- Instructions for the task: Reproduce, exactly and in full, only the lines below from the one containing "pub enum CommentType" through the one containing "pub struct Capabilities".

- Given data:
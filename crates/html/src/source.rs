//! Token source interface
//!
//! A host parser hands out token sources; a token source walks one input
//! token by token and answers questions about the current token. The tree
//! builder only ever talks to these traits.

use parsetrail_dom::{CompatMode, Namespace, Span};
use serde::{Deserialize, Serialize};
use std::fmt;

/// Kind of the token a source is currently paused on
#[derive(Debug, Clone, Copy, PartialEq, Eq, Hash, Serialize, Deserialize)]
pub enum TokenType {
    #[serde(rename = "#tag")]
    Tag,
    #[serde(rename = "#text")]
    Text,
    #[serde(rename = "#cdata-section")]
    CdataSection,
    #[serde(rename = "#comment")]
    Comment,
    #[serde(rename = "#doctype")]
    Doctype,
    #[serde(rename = "#presumptuous-tag")]
    PresumptuousTag,
    #[serde(rename = "#funky-comment")]
    FunkyComment,
    #[serde(rename = "#xml-declaration")]
    XmlDeclaration,
    #[serde(rename = "#processing-instruction")]
    ProcessingInstruction,
}

impl TokenType {
    pub fn as_str(self) -> &'static str {
        match self {
            TokenType::Tag => "#tag",
            TokenType::Text => "#text",
            TokenType::CdataSection => "#cdata-section",
            TokenType::Comment => "#comment",
            TokenType::Doctype => "#doctype",
            TokenType::PresumptuousTag => "#presumptuous-tag",
            TokenType::FunkyComment => "#funky-comment",
            TokenType::XmlDeclaration => "#xml-declaration",
            TokenType::ProcessingInstruction => "#processing-instruction",
        }
    }
}

impl fmt::Display for TokenType {
    fn fmt(&self, f: &mut fmt::Formatter<'_>) -> fmt::Result {
        f.write_str(self.as_str())
    }
}

/// How the source classified a `#comment` token
#[derive(Debug, Clone, Copy, PartialEq, Eq, Hash, Serialize, Deserialize)]
pub enum CommentType {
    #[serde(rename = "COMMENT_AS_HTML_COMMENT")]
    HtmlComment,
    #[serde(rename = "COMMENT_AS_ABRUPTLY_CLOSED_COMMENT")]
    AbruptlyClosed,
    #[serde(rename = "COMMENT_AS_CDATA_LOOKALIKE")]
    CdataLookalike,
    #[serde(rename = "COMMENT_AS_PI_NODE_LOOKALIKE")]
    PiLookalike,
    #[serde(rename = "COMMENT_AS_INVALID_HTML")]
    InvalidHtml,
}

/// Attribute value as reported by the source
#[derive(Debug, Clone, PartialEq, Eq, Serialize, Deserialize)]
#[serde(untagged)]
pub enum AttributeValue {
    /// Attribute written without a value
    Boolean(bool),
    Text(String),
}

impl AttributeValue {
    /// Valueless attributes read as the empty string in the tree
    pub fn into_string(self) -> String {
        match self {
            AttributeValue::Boolean(_) => String::new(),
            AttributeValue::Text(value) => value,
        }
    }
}

/// Fields of a DOCTYPE token
#[derive(Debug, Clone, PartialEq, Eq, Default, Serialize, Deserialize)]
pub struct DoctypeInfo {
    pub name: Option<String>,
    pub public_identifier: Option<String>,
    pub system_identifier: Option<String>,
    pub indicated_compatability_mode: CompatMode,
}

/// Terminal error reported by a source
#[derive(Debug, Clone, PartialEq, Eq, Serialize, Deserialize)]
pub struct SourceError {
    pub message: String,
    /// Description of the construct the source refused to handle, if that is why it stopped
    #[serde(default)]
    pub unsupported: Option<String>,
}

impl SourceError {
    pub fn new(message: impl Into<String>) -> Self {
        Self {
            message: message.into(),
            unsupported: None,
        }
    }

    pub fn unsupported(detail: impl Into<String>) -> Self {
        Self {
            message: "unsupported".to_string(),
            unsupported: Some(detail.into()),
        }
    }
}

impl fmt::Display for SourceError {
    fn fmt(&self, f: &mut fmt::Formatter<'_>) -> fmt::Result {
        match &self.unsupported {
            Some(detail) => write!(f, "{}: {}", self.message, detail),
            None => f.write_str(&self.message),
        }
    }
}

/// Optional features of a host parser, queried once per host
#[derive(Debug, Clone, Copy, PartialEq, Eq, Serialize, Deserialize)]
#[serde(rename_all = "camelCase")]
pub struct Capabilities {
    /// Can tell whether the current token was synthesized by the parser
    pub virtual_nodes: bool,
    /// Can parse a complete document
    pub full_parser: bool,
    /// Can start a fragment parser at an element found in another parse
    pub fragment_at_node: bool,
    /// Reports namespace-adjusted tag names
    pub qualified_names: bool,
    /// Reports DOCTYPE fields
    pub doctype_info: bool,
    /// Can evaluate a CSS selector against the current token
    pub selector_matching: bool,
    /// Can tokenize XML documents, reporting declarations and processing instructions
    #[serde(default)]
    pub xml_parser: bool,
}

impl Capabilities {
    /// Everything supported
    pub fn all() -> Self {
        Self {
            virtual_nodes: true,
            full_parser: true,
            fragment_at_node: true,
            qualified_names: true,
            doctype_info: true,
            selector_matching: true,
            xml_parser: true,
        }
    }

    /// A fragment-only source with no optional accessors
    pub fn minimal() -> Self {
        Self {
            virtual_nodes: false,
            full_parser: false,
            fragment_at_node: false,
            qualified_names: false,
            doctype_info: false,
            selector_matching: false,
            xml_parser: false,
        }
    }
}

impl Default for Capabilities {
    fn default() -> Self {
        Self::minimal()
    }
}

/// Element a fragment parse is started inside of
#[derive(Debug, Clone, PartialEq, Eq, Serialize, Deserialize)]
pub struct ContextElement {
    /// Tag name as reported by `tag()`
    pub name: String,
    pub namespace: Namespace,
    /// Breadcrumbs of the element in the parse that found it
    pub breadcrumbs: Vec<String>,
    pub attributes: Vec<(String, String)>,
}

/// Sequential token stream over one input
pub trait TokenSource {
    /// Advance to the next token; false at the end of input or after an error
    fn next_token(&mut self) -> bool;

    /// Type of the current token
    fn token_type(&self) -> Option<TokenType>;

    /// Upper-case tag name of the current tag, or the target of a PI-lookalike comment
    fn tag(&self) -> Option<String>;

    /// Namespace-adjusted tag name
    fn qualified_tag_name(&self) -> Option<String>;

    fn is_tag_closer(&self) -> bool;

    fn has_self_closing_flag(&self) -> bool;

    fn namespace(&self) -> Namespace;

    /// Attribute names of the current tag in source order
    fn attribute_names(&self) -> Vec<String>;

    fn attribute(&self, name: &str) -> Option<AttributeValue>;

    /// Decoded text of the current text, comment or self-contained element
    fn modifiable_text(&self) -> String;

    fn comment_type(&self) -> Option<CommentType>;

    fn doctype_info(&self) -> Option<DoctypeInfo>;

    /// Names of the open elements, ending with the current token
    fn breadcrumbs(&self) -> Vec<String>;

    fn current_depth(&self) -> usize;

    /// Label of the tree-construction state that processed the current token
    fn insertion_mode(&self) -> Option<String>;

    /// `None` when virtual-node detection is unsupported
    fn is_virtual(&self) -> Option<bool>;

    /// Input bytes of the current token
    fn token_span(&self) -> Option<Span>;

    fn last_error(&self) -> Option<SourceError>;

    fn paused_at_incomplete_token(&self) -> bool;

    /// Evaluate `selector` against the current token, `None` when unsupported
    fn matches_selector(&self, selector: &str) -> Option<bool>;
}

/// Factory for token sources
pub trait HostParser {
    type Source: TokenSource;

    fn capabilities(&self) -> Capabilities;

    /// Parser for a complete document, `None` if it cannot be created
    fn create_full_parser(&self, input: &str) -> Option<Self::Source>;

    /// Parser for a fragment inside `context`, or inside the default context when absent
    fn create_fragment(&self, input: &str, context: Option<&ContextElement>) -> Option<Self::Source>;

    /// Parser for an XML document, `None` if the host only speaks HTML
    fn create_xml_parser(&self, _input: &str) -> Option<Self::Source> {
        None
    }
}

- Output for this exercise:
pub enum CommentType {
    #[serde(rename = "COMMENT_AS_HTML_COMMENT")]
    HtmlComment,
    #[serde(rename = "COMMENT_AS_ABRUPTLY_CLOSED_COMMENT")]
    AbruptlyClosed,
    #[serde(rename = "COMMENT_AS_CDATA_LOOKALIKE")]
    CdataLookalike,
    #[serde(rename = "COMMENT_AS_PI_NODE_LOOKALIKE")]
    PiLookalike,
    #[serde(rename = "COMMENT_AS_INVALID_HTML")]
    InvalidHtml,
}

/// Attribute value as reported by the source
#[derive(Debug, Clone, PartialEq, Eq, Serialize, Deserialize)]
#[serde(untagged)]
pub enum AttributeValue {
    /// Attribute written without a value
    Boolean(bool),
    Text(String),
}

impl AttributeValue {
    /// Valueless attributes read as the empty string in the tree
    pub fn into_string(self) -> String {
        match self {
            AttributeValue::Boolean(_) => String::new(),
            AttributeValue::Text(value) => value,
        }
    }
}

/// Fields of a DOCTYPE token
#[derive(Debug, Clone, PartialEq, Eq, Default, Serialize, Deserialize)]
pub struct DoctypeInfo {
    pub name: Option<String>,
    pub public_identifier: Option<String>,
    pub system_identifier: Option<String>,
    pub indicated_compatability_mode: CompatMode,
}

/// Terminal error reported by a source
#[derive(Debug, Clone, PartialEq, Eq, Serialize, Deserialize)]
pub struct SourceError {
    pub message: String,
    /// Description of the construct the source refused to handle, if that is why it stopped
    #[serde(default)]
    pub unsupported: Option<String>,
}

impl SourceError {
    pub fn new(message: impl Into<String>) -> Self {
        Self {
            message: message.into(),
            unsupported: None,
        }
    }

    pub fn unsupported(detail: impl Into<String>) -> Self {
        Self {
            message: "unsupported".to_string(),
            unsupported: Some(detail.into()),
        }
    }
}

impl fmt::Display for SourceError {
    fn fmt(&self, f: &mut fmt::Formatter<'_>) -> fmt::Result {
        match &self.unsupported {
            Some(detail) => write!(f, "{}: {}", self.message, detail),
            None => f.write_str(&self.message),
        }
    }
}

/// Optional features of a host parser, queried once per host
#[derive(Debug, Clone, Copy, PartialEq, Eq, Serialize, Deserialize)]
#[serde(rename_all = "camelCase")]
pub struct Capabilities {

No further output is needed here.